You would want this shape when you need to do a group-by on language, pass the data to a
plotting library that expects a single value column, or apply the same filter to both
languages at once without writing the condition twice.
Exercises
Histogram of Function Sizes
Using the combined Python and JavaScript function-count data from func_counts.py, create
a histogram of lines-per-function for each language using 20-line bins from 0 to 200
lines. Plot both histograms on the same chart using Altair, with language mapped to color.
Write two sentences comparing the shapes of the two distributions: which language has
longer functions on average, and which has a longer tail?
Files in Common
Load the Python and JavaScript function-count datasets and join them on the file name column using an outer join. After the join, count how many files appear in both datasets, how many appear only in the Python dataset, and how many appear only in the JavaScript dataset. Report these three counts and write a sentence explaining what a file appearing in both datasets would imply about the repository being analyzed.

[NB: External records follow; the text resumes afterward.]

//! Repository references and their stable artifact names.

use std::fmt;
use std::sync::OnceLock;

use regex::Regex;
use serde::{Deserialize, Serialize};
use sha2::{Digest, Sha256};

/// Delimiter placed between owner and repository in a slug.
pub const SLUG_DELIMITER: &str = "__";

/// Hex characters of the identifier digest appended to fallback slugs.
const FALLBACK_DIGEST_LEN: usize = 16;

/// Longest sanitized prefix kept in a fallback slug, so badge file names stay
/// well below the 255-byte file name limit.
const FALLBACK_PREFIX_MAX: usize = 64;

/// GitHub repository URLs: the host must be exactly `github.com`.
fn github_pattern() -> &'static Regex {
    static PATTERN: OnceLock<Regex> = OnceLock::new();
    PATTERN.get_or_init(|| {
        Regex::new(
            r"^(?:https?://(?:www\.)?github\.com/|(?:ssh://)?git@github\.com[:/])([A-Za-z0-9-]+)/([A-Za-z0-9._-]+?)(?:\.git)?/?$",
        )
        .expect("valid github pattern")
    })
}

fn unsafe_chars() -> &'static Regex {
    static PATTERN: OnceLock<Regex> = OnceLock::new();
    PATTERN.get_or_init(|| Regex::new(r"[^A-Za-z0-9._-]+").expect("valid sanitize pattern"))
}

/// A repository URL or identifier as it appeared in the input list.
#[derive(Debug, Clone, PartialEq, Eq, Hash, PartialOrd, Ord, Serialize, Deserialize)]
#[serde(transparent)]
pub struct RepositoryReference(String);

impl RepositoryReference {
    pub fn new(url: impl Into<String>) -> Self {
        Self(url.into())
    }

    pub fn as_str(&self) -> &str {
        &self.0
    }

    /// `(owner, repo)` for GitHub URLs in https or scp form.
    pub fn github_coordinates(&self) -> Option<(&str, &str)> {
        let caps = github_pattern().captures(self.0.trim())?;
        Some((caps.get(1)?.as_str(), caps.get(2)?.as_str()))
    }

    /// Stable artifact name for this repository.
    ///
    /// GitHub references map to `owner__repo`. GitHub owners cannot contain
    /// underscores, so the first delimiter always splits owner from repo and
    /// the mapping is injective. Anything else maps to
    /// `_<sanitized>-<digest>`; the leading underscore keeps these apart from
    /// GitHub slugs (owners start with an alphanumeric) and the digest keeps
    /// two identifiers that sanitize or truncate alike apart. The sanitized
    /// part is cut to 64 characters.
    pub fn slug(&self) -> String {
        match self.github_coordinates() {
            Some((owner, repo)) => format!("{owner}{SLUG_DELIMITER}{repo}"),
            None => {
                let sanitized = unsafe_chars().replace_all(self.0.trim(), "_");
                // only ASCII survives sanitizing, so byte slicing is safe
                let sanitized = sanitized.trim_matches('_');
                let prefix = &sanitized[..sanitized.len().min(FALLBACK_PREFIX_MAX)];
                let digest = hex::encode(Sha256::digest(self.0.as_bytes()));
                format!(
                    "_{}-{}",
                    prefix.trim_end_matches('_'),
                    &digest[..FALLBACK_DIGEST_LEN]
                )
            }
        }
    }
}

impl fmt::Display for RepositoryReference {
    fn fmt(&self, f: &mut fmt::Formatter<'_>) -> fmt::Result {
        f.write_str(&self.0)
    }
}

impl From<&str> for RepositoryReference {
    fn from(value: &str) -> Self {
        Self::new(value)
    }
}
//! Result aggregation: outcomes -> verdict, verdicts -> result set. No I/O.

use chrono::{DateTime, Utc};
use uuid::Uuid;

use crate::domain::{CheckName, CheckOutcome, RepositoryReference, RepositoryVerdict, RunResultSet};

/// Combine check outcomes into a verdict.
///
/// Outcomes are put into canonical check order. A check with no outcome
/// counts as failed, so `passed` can only be true when all four passed.
pub fn verdict_from_outcomes(
    repository: RepositoryReference,
    outcomes: Vec<CheckOutcome>,
) -> RepositoryVerdict {
    let checks: Vec<CheckOutcome> = CheckName::ALL
        .iter()
        .map(|&name| {
            outcomes
                .iter()
                .find(|o| o.name == name)
                .cloned()
                .unwrap_or_else(|| CheckOutcome::fail(name, "check did not run"))
        })
        .collect();
    let passed = checks.iter().all(|c| c.passed);

    RepositoryVerdict {
        slug: repository.slug(),
        repository,
        passed,
        checks,
    }
}

/// Collect verdicts, already in input order, into a result set.
pub fn result_set(
    run_id: Uuid,
    generated_at: DateTime<Utc>,
    verdicts: Vec<RepositoryVerdict>,
) -> RunResultSet {
    RunResultSet {
        run_id,
        generated_at,
        verdicts,
    }
}
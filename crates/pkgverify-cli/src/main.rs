//! pkgverify - packaging conformance verifier CLI
//!
//! Clones every repository named in a list file, checks that it is an
//! installable Python package, and writes one shields.io badge per
//! repository plus a results document and an optional report.
//!
//! ```text
//! pkgverify --repos repos.txt --badges public/badges --results results.json \
//!     --report public/index.html --badge-base-url https://org.github.io/site/badges
//! ```

use std::path::PathBuf;
use std::process::ExitCode;
use std::sync::Arc;

use anyhow::{Context, Result};
use clap::Parser;
use tracing::{info, Level};

use pkgverify_core::{
    ArtifactPaths, GitFetcher, PipelineResult, RunResultSet, VenvConfig, VenvProvisioner,
    VerifierConfig, VerifyPipeline,
};

#[derive(Parser, Debug)]
#[command(name = "pkgverify")]
#[command(author = "Stevedores Org")]
#[command(version = env!("CARGO_PKG_VERSION"))]
#[command(about = "Verify student Python repositories and emit status badges", long_about = None)]
struct Cli {
    /// Enable verbose output
    #[arg(short, long, global = true)]
    verbose: bool,

    /// Emit JSON-formatted log lines
    #[arg(long, global = true)]
    json: bool,

    /// Repository list: one URL per line, `#` comments allowed
    #[arg(long, env = "PKGVERIFY_REPOS")]
    repos: PathBuf,

    /// Directory receiving one badge JSON per repository
    #[arg(long, env = "PKGVERIFY_BADGES")]
    badges: PathBuf,

    /// Path of the results document
    #[arg(long, env = "PKGVERIFY_RESULTS")]
    results: PathBuf,

    /// Report path (.html, or .md for Markdown); needs --badge-base-url
    #[arg(long, env = "PKGVERIFY_REPORT")]
    report: Option<PathBuf>,

    /// Public URL where the badges directory is served
    #[arg(long, env = "PKGVERIFY_BADGE_BASE_URL")]
    badge_base_url: Option<String>,

    /// Python interpreter used to create install environments
    #[arg(long, default_value = "python3")]
    python: String,

    /// Bound on each pip invocation, in seconds
    #[arg(long, default_value = "600")]
    install_timeout_secs: u64,

    /// Bound on each clone, in seconds
    #[arg(long, default_value = "300")]
    fetch_timeout_secs: u64,

    /// Repositories verified concurrently
    #[arg(short, long, default_value = "1")]
    jobs: usize,

    /// Left-hand text of every badge
    #[arg(long, default_value = "package")]
    badge_label: String,

    /// Skip `pip install -U pip` in fresh environments
    #[arg(long)]
    no_upgrade_pip: bool,

    /// Parent directory for clones and environments (default: system temp)
    #[arg(long)]
    scratch_dir: Option<PathBuf>,

    /// Exit with status 1 when any repository fails
    #[arg(long)]
    strict: bool,
}

impl Cli {
    fn verifier_config(&self) -> VerifierConfig {
        let mut config = VerifierConfig {
            jobs: self.jobs,
            scratch_root: self.scratch_dir.clone(),
            ..VerifierConfig::default()
        };
        config.badge.label = self.badge_label.clone();
        config
    }

    fn venv_config(&self) -> VenvConfig {
        VenvConfig {
            python: self.python.clone(),
            install_timeout_secs: self.install_timeout_secs,
            upgrade_pip: !self.no_upgrade_pip,
        }
    }

    fn artifact_paths(&self) -> ArtifactPaths {
        ArtifactPaths {
            badges: self.badges.clone(),
            results: self.results.clone(),
            report: self.report.clone(),
            badge_base_url: self.badge_base_url.clone(),
        }
    }
}

/// One `PASS|FAIL <url> <reason>` line per repository, in input order.
fn summary_lines(set: &RunResultSet) -> Vec<String> {
    set.verdicts
        .iter()
        .map(|v| {
            let status = if v.passed { "PASS" } else { "FAIL" };
            format!("{status} {} {}", v.repository, v.reason())
        })
        .collect()
}

fn print_summary(result: &PipelineResult) {
    for line in summary_lines(&result.results) {
        println!("{line}");
    }
    println!(
        "\n{} of {} repositories passed ({} failed)",
        result.results.passed_count(),
        result.results.total(),
        result.results.failed_count()
    );
}

/// Repository failures only affect the exit status under `--strict`.
fn fails_run(set: &RunResultSet, strict: bool) -> bool {
    strict && !set.all_passed()
}

#[tokio::main]
async fn main() -> Result<ExitCode> {
    let cli = Cli::parse();

    let level = if cli.verbose {
        Level::DEBUG
    } else {
        Level::INFO
    };
    pkgverify_core::init_tracing(cli.json, level);

    let pipeline = VerifyPipeline::new(
        Arc::new(GitFetcher::with_timeout(cli.fetch_timeout_secs)),
        Arc::new(VenvProvisioner::new(cli.venv_config())),
        cli.verifier_config(),
    );

    let result = pipeline
        .run_from_list(&cli.repos, &cli.artifact_paths())
        .await
        .with_context(|| format!("Verification run over {} failed", cli.repos.display()))?;

    print_summary(&result);
    info!(
        results = %cli.results.display(),
        duration_ms = result.duration_ms,
        "Done"
    );

    if fails_run(&result.results, cli.strict) {
        Ok(ExitCode::FAILURE)
    } else {
        Ok(ExitCode::SUCCESS)
    }
}
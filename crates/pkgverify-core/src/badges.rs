//! Badge emission: one shields.io endpoint file per repository.

use std::path::{Path, PathBuf};

use tracing::debug;
use url::form_urlencoded;

use crate::domain::{BadgeDescriptor, BadgePolicy, RepositoryVerdict, Result, VerifyError};

/// Extension of badge descriptor files.
pub const BADGE_EXTENSION: &str = "json";

/// shields.io dynamic endpoint badge service.
pub const SHIELDS_ENDPOINT: &str = "https://img.shields.io/endpoint";

/// File name of the badge for `slug`.
pub fn badge_file_name(slug: &str) -> String {
    format!("{slug}.{BADGE_EXTENSION}")
}

/// Write the badge for `verdict` into `dir`, replacing any previous badge
/// for the same repository. Returns the written path.
pub async fn write_badge(
    dir: &Path,
    verdict: &RepositoryVerdict,
    policy: &BadgePolicy,
) -> Result<PathBuf> {
    let badge = BadgeDescriptor::for_verdict(verdict, policy);
    let path = dir.join(badge_file_name(&verdict.slug));
    let mut content = serde_json::to_string_pretty(&badge)?;
    content.push('\n');
    tokio::fs::write(&path, content)
        .await
        .map_err(|e| VerifyError::fs(&path, e))?;
    debug!(slug = %verdict.slug, message = %badge.message, "Wrote badge");
    Ok(path)
}

/// Public URL of the raw badge JSON for `slug`.
pub fn badge_json_url(base_url: &str, slug: &str) -> String {
    format!("{}/{}", base_url.trim_end_matches('/'), badge_file_name(slug))
}

/// Rendered badge image URL for `slug`.
pub fn shields_badge_url(base_url: &str, slug: &str) -> String {
    let json_url = badge_json_url(base_url, slug);
    let encoded: String = form_urlencoded::byte_serialize(json_url.as_bytes()).collect();
    format!("{SHIELDS_ENDPOINT}?url={encoded}&style=flat-square")
}

#[cfg(test)]
mod tests {
    use super::*;
    use crate::aggregate::verdict_from_outcomes;
    use crate::domain::{CheckName, CheckOutcome};

    fn verdict(url: &str, passed: bool) -> RepositoryVerdict {
        let outcomes = CheckName::ALL
            .iter()
            .map(|&n| {
                if passed {
                    CheckOutcome::pass(n)
                } else {
                    CheckOutcome::fail(n, "nope")
                }
            })
            .collect();
        verdict_from_outcomes(url.into(), outcomes)
    }

    #[test]
    fn test_badge_file_name() {
        assert_eq!(badge_file_name("alice__proj"), "alice__proj.json");
    }

    #[tokio::test]
    async fn test_write_badge_content() {
        let dir = tempfile::tempdir().unwrap();
        let path = write_badge(
            dir.path(),
            &verdict("https://github.com/alice/proj", true),
            &BadgePolicy::default(),
        )
        .await
        .unwrap();

        assert_eq!(path, dir.path().join("alice__proj.json"));
        let text = std::fs::read_to_string(&path).unwrap();
        assert!(text.ends_with('\n'));
        let badge: BadgeDescriptor = serde_json::from_str(&text).unwrap();
        assert_eq!(badge.message, "passing");
        assert_eq!(badge.schema_version, 1);
    }

    #[tokio::test]
    async fn test_rewrite_overwrites_instead_of_duplicating() {
        let dir = tempfile::tempdir().unwrap();
        let policy = BadgePolicy::default();
        write_badge(dir.path(), &verdict("https://github.com/alice/proj", true), &policy)
            .await
            .unwrap();
        write_badge(dir.path(), &verdict("https://github.com/alice/proj", false), &policy)
            .await
            .unwrap();

        let entries: Vec<_> = std::fs::read_dir(dir.path()).unwrap().collect();
        assert_eq!(entries.len(), 1);
        let badge: BadgeDescriptor = serde_json::from_str(
            &std::fs::read_to_string(dir.path().join("alice__proj.json")).unwrap(),
        )
        .unwrap();
        assert_eq!(badge.message, "failing");
    }

    #[tokio::test]
    async fn test_write_into_missing_dir_is_fs_error() {
        let dir = tempfile::tempdir().unwrap();
        let err = write_badge(
            &dir.path().join("absent"),
            &verdict("https://github.com/a/b", true),
            &BadgePolicy::default(),
        )
        .await
        .unwrap_err();
        assert!(matches!(err, VerifyError::FileSystem { .. }));
    }

    #[test]
    fn test_badge_urls() {
        assert_eq!(
            badge_json_url("https://example.github.io/badges/", "a__b"),
            "https://example.github.io/badges/a__b.json"
        );
        assert_eq!(
            shields_badge_url("https://example.github.io/badges", "a__b"),
            "https://img.shields.io/endpoint?url=https%3A%2F%2Fexample.github.io%2Fbadges%2Fa__b.json&style=flat-square"
        );
        // query delimiters in the base URL must not leak into the outer query
        let url = shields_badge_url("https://host/b?x=1&y=2", "a__b");
        assert!(url.contains("%3Fx%3D1%26y%3D2%2Fa__b.json&style=flat-square"), "{url}");
    }
}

Percentile Table by Language
Compute the 10th, 25th, 75th, and 90th percentiles of lines-per-function for each language as a single Polars dataframe with one row per language and four value columns. Sort by the 50th percentile (median). Identify which language has the largest difference between its 90th and 10th percentiles and write a sentence explaining what that difference tells you about the predictability of function size in that language.
Pivot to Wide Format
Start with the combined long-format dataframe from func_counts.py that has one row per
file per language. Use pivot to produce a wide-format dataframe with one row per file
and two columns: python_lines_per_func and js_lines_per_func. Check the shape of
the result before and after the pivot. Write a sentence explaining what happened to files
that exist in only one language's dataset, and whether that behavior is appropriate for
a comparison study.
Mean Versus Median Ratio
Using the grouped statistics from func_counts.py, compute two ratios: the ratio of
mean lines-per-function in Python to mean lines-per-function in JavaScript, and the ratio
of median lines-per-function in Python to median lines-per-function in JavaScript. Report
both ratios. Write three to four sentences explaining which ratio tells the more useful
story for a researcher studying typical function size, and what the difference between the
two ratios implies about the shape of the distribution.